(Collected data entries)
****

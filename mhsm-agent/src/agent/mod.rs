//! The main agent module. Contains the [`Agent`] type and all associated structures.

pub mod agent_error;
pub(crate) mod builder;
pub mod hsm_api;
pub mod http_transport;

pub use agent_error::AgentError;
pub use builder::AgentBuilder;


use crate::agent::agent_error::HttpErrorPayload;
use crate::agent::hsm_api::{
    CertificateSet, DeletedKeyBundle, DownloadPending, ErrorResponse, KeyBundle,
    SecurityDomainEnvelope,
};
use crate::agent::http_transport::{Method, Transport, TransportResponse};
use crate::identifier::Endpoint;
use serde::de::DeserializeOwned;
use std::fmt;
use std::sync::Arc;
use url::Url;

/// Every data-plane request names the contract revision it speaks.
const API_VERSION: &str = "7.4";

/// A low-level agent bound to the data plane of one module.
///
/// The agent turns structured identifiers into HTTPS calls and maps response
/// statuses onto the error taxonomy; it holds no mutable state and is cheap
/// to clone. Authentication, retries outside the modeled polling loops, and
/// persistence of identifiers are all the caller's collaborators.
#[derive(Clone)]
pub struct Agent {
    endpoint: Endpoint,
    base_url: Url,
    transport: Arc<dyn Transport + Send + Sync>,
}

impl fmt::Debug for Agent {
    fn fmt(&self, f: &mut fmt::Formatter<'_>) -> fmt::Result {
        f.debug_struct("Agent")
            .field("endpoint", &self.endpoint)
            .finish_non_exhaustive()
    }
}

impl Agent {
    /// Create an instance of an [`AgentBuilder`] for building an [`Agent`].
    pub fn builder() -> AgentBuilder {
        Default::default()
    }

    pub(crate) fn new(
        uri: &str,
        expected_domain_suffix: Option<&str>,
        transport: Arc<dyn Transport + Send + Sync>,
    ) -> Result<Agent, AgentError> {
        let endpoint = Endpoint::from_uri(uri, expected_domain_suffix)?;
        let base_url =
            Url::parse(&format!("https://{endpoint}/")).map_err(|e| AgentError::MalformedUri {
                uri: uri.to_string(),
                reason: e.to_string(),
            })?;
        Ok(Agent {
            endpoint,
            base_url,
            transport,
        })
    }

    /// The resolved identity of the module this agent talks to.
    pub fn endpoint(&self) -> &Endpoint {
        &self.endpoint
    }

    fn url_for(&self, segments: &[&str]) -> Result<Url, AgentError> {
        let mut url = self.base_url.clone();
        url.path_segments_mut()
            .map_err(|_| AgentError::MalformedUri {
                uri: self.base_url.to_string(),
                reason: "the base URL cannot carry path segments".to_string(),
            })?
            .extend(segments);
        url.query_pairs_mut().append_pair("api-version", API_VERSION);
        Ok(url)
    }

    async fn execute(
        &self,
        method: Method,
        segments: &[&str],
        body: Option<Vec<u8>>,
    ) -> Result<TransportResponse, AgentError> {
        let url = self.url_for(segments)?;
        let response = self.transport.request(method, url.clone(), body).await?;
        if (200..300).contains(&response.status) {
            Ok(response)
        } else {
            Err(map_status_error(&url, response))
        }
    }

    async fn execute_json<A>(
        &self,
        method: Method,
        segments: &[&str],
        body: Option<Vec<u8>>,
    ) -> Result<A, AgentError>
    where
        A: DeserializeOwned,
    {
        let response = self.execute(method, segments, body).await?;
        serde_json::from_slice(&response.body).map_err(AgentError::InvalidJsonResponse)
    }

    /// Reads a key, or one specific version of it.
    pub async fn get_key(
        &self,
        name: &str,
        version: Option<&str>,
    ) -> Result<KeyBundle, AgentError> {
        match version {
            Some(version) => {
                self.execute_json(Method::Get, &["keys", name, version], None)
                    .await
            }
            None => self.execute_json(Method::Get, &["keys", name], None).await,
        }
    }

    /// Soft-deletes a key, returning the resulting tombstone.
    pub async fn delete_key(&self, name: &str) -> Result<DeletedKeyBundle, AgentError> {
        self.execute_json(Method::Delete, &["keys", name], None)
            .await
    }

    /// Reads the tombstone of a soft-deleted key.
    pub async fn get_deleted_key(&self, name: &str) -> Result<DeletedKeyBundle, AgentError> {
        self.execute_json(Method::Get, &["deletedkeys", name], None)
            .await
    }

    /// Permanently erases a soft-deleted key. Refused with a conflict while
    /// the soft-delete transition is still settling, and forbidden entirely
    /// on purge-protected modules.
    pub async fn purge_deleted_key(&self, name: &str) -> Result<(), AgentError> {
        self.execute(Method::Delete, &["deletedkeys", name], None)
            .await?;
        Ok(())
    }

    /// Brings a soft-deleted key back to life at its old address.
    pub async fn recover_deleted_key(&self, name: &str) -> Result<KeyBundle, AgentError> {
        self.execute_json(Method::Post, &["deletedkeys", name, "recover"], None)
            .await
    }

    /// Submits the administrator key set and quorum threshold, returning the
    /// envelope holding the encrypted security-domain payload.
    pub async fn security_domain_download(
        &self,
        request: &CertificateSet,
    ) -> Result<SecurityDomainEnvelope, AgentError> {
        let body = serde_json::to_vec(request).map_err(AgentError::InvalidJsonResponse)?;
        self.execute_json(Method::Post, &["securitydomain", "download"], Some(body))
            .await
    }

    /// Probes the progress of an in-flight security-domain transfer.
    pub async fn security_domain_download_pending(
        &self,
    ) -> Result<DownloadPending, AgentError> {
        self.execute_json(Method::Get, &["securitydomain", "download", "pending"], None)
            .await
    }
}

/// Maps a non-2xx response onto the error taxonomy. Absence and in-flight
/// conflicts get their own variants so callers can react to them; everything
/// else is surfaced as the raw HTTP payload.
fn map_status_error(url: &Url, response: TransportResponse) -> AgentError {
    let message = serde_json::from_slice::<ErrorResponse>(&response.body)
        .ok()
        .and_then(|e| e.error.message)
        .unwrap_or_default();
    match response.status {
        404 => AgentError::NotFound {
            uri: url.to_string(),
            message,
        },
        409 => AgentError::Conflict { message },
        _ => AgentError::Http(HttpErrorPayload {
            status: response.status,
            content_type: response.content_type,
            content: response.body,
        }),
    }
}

****

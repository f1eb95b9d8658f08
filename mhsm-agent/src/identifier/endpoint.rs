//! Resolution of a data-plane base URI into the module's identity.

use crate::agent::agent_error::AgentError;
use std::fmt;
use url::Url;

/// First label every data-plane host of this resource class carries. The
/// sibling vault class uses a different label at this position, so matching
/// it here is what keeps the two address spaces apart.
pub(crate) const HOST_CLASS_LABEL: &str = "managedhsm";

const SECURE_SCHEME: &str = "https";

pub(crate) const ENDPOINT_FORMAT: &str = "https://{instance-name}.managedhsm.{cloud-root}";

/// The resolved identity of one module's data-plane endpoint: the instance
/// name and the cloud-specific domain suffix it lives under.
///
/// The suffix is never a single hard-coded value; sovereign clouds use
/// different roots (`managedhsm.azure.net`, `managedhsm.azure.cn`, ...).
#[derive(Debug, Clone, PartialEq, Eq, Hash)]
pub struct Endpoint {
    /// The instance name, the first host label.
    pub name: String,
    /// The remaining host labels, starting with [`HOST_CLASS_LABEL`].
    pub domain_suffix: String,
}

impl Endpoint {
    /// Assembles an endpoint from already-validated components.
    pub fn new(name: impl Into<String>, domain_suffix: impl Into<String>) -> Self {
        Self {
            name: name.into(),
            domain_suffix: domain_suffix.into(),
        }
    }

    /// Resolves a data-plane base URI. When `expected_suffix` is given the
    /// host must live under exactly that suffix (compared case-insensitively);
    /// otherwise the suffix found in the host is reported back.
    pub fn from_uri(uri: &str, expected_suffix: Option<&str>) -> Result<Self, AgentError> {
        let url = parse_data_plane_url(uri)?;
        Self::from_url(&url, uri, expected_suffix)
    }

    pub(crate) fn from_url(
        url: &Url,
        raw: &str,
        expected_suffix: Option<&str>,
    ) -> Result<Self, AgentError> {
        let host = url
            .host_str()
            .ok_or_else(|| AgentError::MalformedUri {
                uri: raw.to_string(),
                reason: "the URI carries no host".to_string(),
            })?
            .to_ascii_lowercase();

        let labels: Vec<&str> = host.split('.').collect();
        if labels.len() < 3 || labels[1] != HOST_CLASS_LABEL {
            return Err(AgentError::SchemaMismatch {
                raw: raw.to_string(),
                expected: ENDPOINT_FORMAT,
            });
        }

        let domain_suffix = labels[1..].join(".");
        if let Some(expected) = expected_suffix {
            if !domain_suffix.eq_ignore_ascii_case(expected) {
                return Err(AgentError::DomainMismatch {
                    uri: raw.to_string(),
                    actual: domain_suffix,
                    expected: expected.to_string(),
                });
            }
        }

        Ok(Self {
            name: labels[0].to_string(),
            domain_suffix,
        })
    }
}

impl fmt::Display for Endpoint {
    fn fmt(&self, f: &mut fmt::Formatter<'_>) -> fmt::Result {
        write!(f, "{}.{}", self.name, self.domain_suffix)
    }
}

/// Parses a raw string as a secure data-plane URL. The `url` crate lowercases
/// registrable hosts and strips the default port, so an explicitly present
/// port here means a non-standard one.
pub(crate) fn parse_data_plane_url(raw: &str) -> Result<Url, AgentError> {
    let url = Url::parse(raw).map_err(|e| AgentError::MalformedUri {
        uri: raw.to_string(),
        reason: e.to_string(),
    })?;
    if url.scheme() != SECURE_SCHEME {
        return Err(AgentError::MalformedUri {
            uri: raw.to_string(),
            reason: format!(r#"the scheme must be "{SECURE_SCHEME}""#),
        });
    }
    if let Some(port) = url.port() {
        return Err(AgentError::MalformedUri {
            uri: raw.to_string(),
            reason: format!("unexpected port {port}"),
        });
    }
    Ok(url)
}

****

WORK REQUEST - Every line above carrying the word "carries" needs to be shown.

YOUR SOLUTION -
/// First label every data-plane host of this resource class carries. The
                reason: "the URI carries no host".to_string(),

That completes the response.